The carrier 39 and the output side disk 4 are connected by a first power transmission mechanism 40 in a state where rotational force can be transmitted. The first power transmission mechanism 40 constituting a first power transmission path stated in claim 2 of the cited specification is configured of mutually engaged first and second gears 41 and 42. Therefore, the carrier 39 turns at a speed matching the numbers of teeth of the first and second gears 41 and 42 along with the rotation of the output side disk 4 in the direction reverse to that of this output side disk 4.
On the other hand, the input shaft 29 and the ring gear 36 can be connected by a second power transmission mechanism 43 in a state permitting transmission of rotational force. The second power transmission mechanism 43, which constitutes a second power transmission path stated in claim 2 of the cited specification, is configured of first and second sprockets 44 and 45 and a chain 46 spanning between these two sprockets 44 and.45. Thus, the first sprocket 44 is fixed to a part projecting from the cam plate 34 at the output side end (the right end in FIG. 8) of the input shaft 29, and the second sprocket 45 is fixed to the input side end (the right end in FIG. 8) of a transmission shaft 47. Therefore, this transmission shaft 47 turns along with the rotation of the input shaft 29 in the same direction as this input shaft 29 at a speed matching the numbers of teeth of the first and second sprockets 44 and 45.
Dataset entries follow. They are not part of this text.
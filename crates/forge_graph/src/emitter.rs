//! Template emission to CloudFormation JSON.
//!
//! Emission is a pure function of a resolved template: the resolver fixes the
//! node order and serde_json's `preserve_order` keeps map keys in insertion
//! order, so identical input always yields byte-identical output. Constructs
//! that the pinned format version cannot represent abort the whole document; a
//! template is never partially emitted.

use serde_json::{json, Map, Value as Json};
use tracing::debug;

use crate::error::EmitError;
use crate::id::LogicalId;
use crate::node::{Node, NodeKind, ParameterSpec};
use crate::resolver::OrderedTemplate;
use crate::value::{Scalar, Value};

/// Serialize a resolved template. Sections appear in a fixed order; nodes
/// within each section follow the resolver's dependency order.
pub fn emit(ordered: &OrderedTemplate<'_>) -> Result<String, EmitError> {
    let template = ordered.template();
    debug!(template = template.name(), "emitting template");

    let mut parameters = Map::new();
    let mut resources = Map::new();
    let mut outputs = Map::new();

    for node in ordered.nodes() {
        match &node.kind {
            NodeKind::Parameter(spec) => {
                parameters.insert(node.id.to_string(), render_parameter(spec));
            }
            NodeKind::Resource { resource_type } => {
                resources.insert(node.id.to_string(), render_resource(node, resource_type)?);
            }
            NodeKind::Output { description, export } => {
                outputs.insert(
                    node.id.to_string(),
                    render_output(node, description.as_deref(), export.as_deref())?,
                );
            }
        }
    }

    let mut doc = Map::new();
    if let Some(version) = template.format_version() {
        doc.insert("AWSTemplateFormatVersion".to_string(), json!(version));
    }
    doc.insert("Description".to_string(), json!(template.description()));
    if !parameters.is_empty() {
        doc.insert("Parameters".to_string(), Json::Object(parameters));
    }
    if !resources.is_empty() {
        doc.insert("Resources".to_string(), Json::Object(resources));
    }
    if !outputs.is_empty() {
        doc.insert("Outputs".to_string(), Json::Object(outputs));
    }

    let mut text = serde_json::to_string_pretty(&Json::Object(doc))?;
    text.push('\n');
    Ok(text)
}

fn render_parameter(spec: &ParameterSpec) -> Json {
    let mut out = Map::new();
    out.insert("Type".to_string(), json!(spec.param_type));
    if let Some(description) = &spec.description {
        out.insert("Description".to_string(), json!(description));
    }
    if let Some(default) = &spec.default {
        out.insert("Default".to_string(), render_scalar(default));
    }
    if !spec.allowed_values.is_empty() {
        out.insert(
            "AllowedValues".to_string(),
            Json::Array(spec.allowed_values.iter().map(render_scalar).collect()),
        );
    }
    Json::Object(out)
}

fn render_resource(node: &Node, resource_type: &str) -> Result<Json, EmitError> {
    let mut out = Map::new();
    out.insert("Type".to_string(), json!(resource_type));
    if !node.attributes.is_empty() {
        let mut properties = Map::new();
        for (key, value) in &node.attributes {
            properties.insert(key.clone(), render_value(&node.id, value)?);
        }
        out.insert("Properties".to_string(), Json::Object(properties));
    }
    if !node.depends_on.is_empty() {
        let rendered = if node.depends_on.len() == 1 {
            json!(node.depends_on[0].as_str())
        } else {
            Json::Array(node.depends_on.iter().map(|d| json!(d.as_str())).collect())
        };
        out.insert("DependsOn".to_string(), rendered);
    }
    Ok(Json::Object(out))
}

fn render_output(
    node: &Node,
    description: Option<&str>,
    export: Option<&str>,
) -> Result<Json, EmitError> {
    let Some(value) = node.attributes.get("Value") else {
        return Err(EmitError::UnsupportedValue {
            id: node.id.to_string(),
            reason: "output has no value".to_string(),
        });
    };

    let mut out = Map::new();
    if let Some(description) = description {
        out.insert("Description".to_string(), json!(description));
    }
    out.insert("Value".to_string(), render_value(&node.id, value)?);
    if let Some(export) = export {
        out.insert(
            "Export".to_string(),
            json!({ "Name": { "Fn::Sub": export } }),
        );
    }
    Ok(Json::Object(out))
}

fn render_scalar(scalar: &Scalar) -> Json {
    match scalar {
        Scalar::String(s) => json!(s),
        Scalar::Int(i) => json!(i),
        Scalar::Bool(b) => json!(b),
    }
}

fn render_value(id: &LogicalId, value: &Value) -> Result<Json, EmitError> {
    Ok(match value {
        Value::Literal(scalar) => render_scalar(scalar),
        Value::List(items) => Json::Array(
            items
                .iter()
                .map(|item| render_value(id, item))
                .collect::<Result<_, _>>()?,
        ),
        Value::Map(entries) => {
            let mut out = Map::new();
            for (key, entry) in entries {
                out.insert(key.clone(), render_value(id, entry)?);
            }
            Json::Object(out)
        }
        Value::Ref(target) => json!({ "Ref": target.as_str() }),
        Value::GetAtt { target, attribute } => {
            json!({ "Fn::GetAtt": [target.as_str(), attribute] })
        }
        Value::Join { separator, parts } => {
            let rendered: Vec<Json> = parts
                .iter()
                .map(|part| render_value(id, part))
                .collect::<Result<_, _>>()?;
            json!({ "Fn::Join": [separator, rendered] })
        }
        Value::Split { separator, source } => {
            json!({ "Fn::Split": [separator, render_value(id, source)?] })
        }
        Value::Base64(inner) => json!({ "Fn::Base64": render_value(id, inner)? }),
        Value::Lookup { map, keys } => {
            if keys.len() != 2 {
                return Err(EmitError::UnsupportedValue {
                    id: id.to_string(),
                    reason: format!(
                        "Fn::FindInMap takes exactly two keys, got {}",
                        keys.len()
                    ),
                });
            }
            let rendered: Vec<Json> = keys
                .iter()
                .map(|key| render_value(id, key))
                .collect::<Result<_, _>>()?;
            json!({ "Fn::FindInMap": [map, rendered[0], rendered[1]] })
        }
        Value::NestedRef { stack, export } => {
            json!({ "Fn::GetAtt": [stack.as_str(), format!("Outputs.{export}")] })
        }
    })
}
The continuous variable speed transmission is provided with a clutch mechanism constituting mode switching member stated in claim 2 of the cited specification. This clutch mechanism connects either, not both, the carrier 39 or the transmission shaft 47, which is a constituent member of the second power transmission mechanism 43, to the ring gear 36. In the structure illustrated in FIG. 8, this clutch mechanism consists of a low speed clutch 48 and a high speed clutch 49. Of these clutches, the low speed clutch 48 is provided between the outer periphery of the carrier 39 and one end of the ring gear 36 in the axial direction (the left end in FIG. 8). This low speed clutch 48, when engaged, prevents relative displacement among the sun gear 35 and the ring gear 36 constituting the planetary gear mechanism 33 relative to the planetary gear sets 37, and integrally couples these sun gear 35 and ring gear 36. The high speed clutch 49 is provided between the transmission shaft 47 and the central axis 51 fixed to the ring gear 36 via a yoke 50. Of these low speed clutch 48 and high speed clutch 49, when one of them is engaged, the other is disengaged.
In the example of FIG. 8, a reverse clutch 52 is provided between the ring gear 36 and fixed parts including a housing (not shown) for the continuous variable speed transmission. This reverse clutch 52 is provided to turn the output shaft 31 in the reverse direction to cause the vehicle to run backward. This reverse clutch 52 is disengaged when either the low speed clutch 48 or the high speed clutch 49 is engaged. When this reverse clutch 52 is engaged, both the low speed clutch. 48 and the high speed clutch 49 are disengaged.
Further in the illustrated example, the output shaft 31 and a differential gear 53 are connected to a third power transmission mechanism 57 consisting of third through fifth gears 54 through 56. Therefore, when the output shaft 31 rotates, a pair of driving shafts 58 are turned via these third power transmission mechanism 57 and differential gear 53 to cause the driving wheels of the vehicle to rotate.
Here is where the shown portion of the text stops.